Since 1974, employee benefits have fallen under the regulation of the U.S. Department of Labor (DOL) after the Employee Retirement Income Security Act (ERISA) became law. ERISA was created to set standards and monitor pension and health plans voluntarily set up by companies for their employees. In the 1960s, after several corporate bankruptcies left employees without their pensions, Congress enacted ERISA to contravene labor racketeering, theft and employer bankruptcy that harmed employees.

ERISA does not apply to some employee benefits offered by companies, such as workers’ compensation or medical stop-loss. However, ERISA applies to many of the most popularly offered benefits. The primary benefits that companies are interested in reinsuring through their captives have been group life insurance and long-term disability insurance. These are considered under ERISA to be prohibited transactions, so in order to set up the reinsurance of employee benefits through a captive, the parent company must seek a prohibited transaction exemption directly from the DOL.

Prohibited Transaction Exemptions and the DOL’s EXPRO

Companies became interested in adding employee benefits to their captives beginning in the late 1990s

and began working with the DOL to seek individual exemptions. One of the first major companies to get an individual exemption was Columbia Energy Group in the year 2000. In 2003, Archers Daniel Midland (ADM) received approval for a prohibited transaction exemption (PTE) for their captive Agrinational Insurance Company. This triggered the DOL’s EXPRO program for this type of transaction.

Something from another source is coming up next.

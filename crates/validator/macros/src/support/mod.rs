//! Internal support utilities for the derive.

pub mod utils;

EXPRO is a program run by the DOL that expedites the approval process for PTEs. Individual exemptions can take upwards of six months or longer to get approval. Using EXPRO, companies can shorten the process to no longer than two and half months. In order to get PTE approval under EXPRO, a company must base their application on two substantially similar individual exemptions within a five year period or one substantially similar individual exemption within ten years and one substantially similar exemption authorized by EXPRO within the previous five years. Since 2003, most companies applying for PTEs have gone through EXPRO, but there are still some that seek individual exemptions.

In late 2012, the DOL suspended the EXPRO program for captive reinsurers. According to Peter Bandarenko, head of New Market Development and senior consultant for Spring Consulting Group, LLC, “There was a normal sunset provision built into it. [At the time] there was an emphasis to reevaluate the requirements. The one area that gained scrutiny was benefit enhancements. They wanted to make sure that if a captive was adding employee benefits it was truly an enhancement to all employees.”

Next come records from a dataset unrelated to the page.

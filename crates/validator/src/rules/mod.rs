//! Built-in field rules.
//!
//! # Categories
//!
//! - **Presence**: `required`, `isdefault`
//! - **Size / comparison**: `len`, `min`, `max`, `eq`, `ne`, `gt`, `gte`, `lt`, `lte`, `oneof`
//! - **Cross field**: `eqfield`, `nefield`, `gtfield`, `gtefield`, `ltfield`, `ltefield`
//!   and their `*csfield` forms resolved from the top-level value
//! - **String format**: `email`, `url`, `uuid`, `numeric`, `number`, `alpha`,
//!   `alphanum`, `hexadecimal`, `boolean`, `lowercase`, `uppercase`
//! - **String content**: `contains`, `excludes`, `startswith`, `endswith`
//!
//! Size and comparison rules measure strings in characters, collections in
//! entries and numbers by value. A parameter that cannot be read for the
//! value's kind is a [`RuleConfigError`], never a plain failure.

mod compare;
mod cross_field;
mod format;
mod presence;

use crate::context::FieldContext;
use crate::error::RuleConfigError;

/// A built-in rule predicate.
pub(crate) type BuiltinFn = fn(&FieldContext<'_>) -> Result<bool, RuleConfigError>;

/// Every built-in rule, registered by [`RuleRegistry::with_builtins`](crate::RuleRegistry::with_builtins).
pub(crate) const BUILTINS: &[(&str, BuiltinFn)] = &[
    // presence
    ("required", presence::required),
    ("isdefault", presence::is_default),
    // size / comparison
    ("len", compare::len),
    ("min", compare::min),
    ("max", compare::max),
    ("eq", compare::eq),
    ("ne", compare::ne),
    ("gt", compare::gt),
    ("gte", compare::gte),
    ("lt", compare::lt),
    ("lte", compare::lte),
    ("oneof", compare::one_of),
    // cross field
    ("eqfield", cross_field::eq_field),
    ("nefield", cross_field::ne_field),
    ("gtfield", cross_field::gt_field),
    ("gtefield", cross_field::gte_field),
    ("ltfield", cross_field::lt_field),
    ("ltefield", cross_field::lte_field),
    ("eqcsfield", cross_field::eq_cs_field),
    ("necsfield", cross_field::ne_cs_field),
    ("gtcsfield", cross_field::gt_cs_field),
    ("gtecsfield", cross_field::gte_cs_field),
    ("ltcsfield", cross_field::lt_cs_field),
    ("ltecsfield", cross_field::lte_cs_field),
    // string format
    ("email", format::email),
    ("url", format::url),
    ("uuid", format::uuid),
    ("numeric", format::numeric),
    ("number", format::number),
    ("alpha", format::alpha),
    ("alphanum", format::alphanum),
    ("hexadecimal", format::hexadecimal),
    ("boolean", format::boolean),
    ("lowercase", format::lowercase),
    ("uppercase", format::uppercase),
    // string content
    ("contains", format::contains),
    ("excludes", format::excludes),
    ("startswith", format::starts_with),
    ("endswith", format::ends_with),
];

In 2014, the DOL reinstated EXPRO for captive insurers, based on exemptions approved for Coca-Cola and Intel. The DOL did not add any

new requirements to the approval process when it reinstated EXPRO for benefits captives, but, according to insiders, the department is looking for more clarity and details explaining how employees will be benefited by the reinsurance structure.

Who Reinsures Employee Benefi ts Through Captives?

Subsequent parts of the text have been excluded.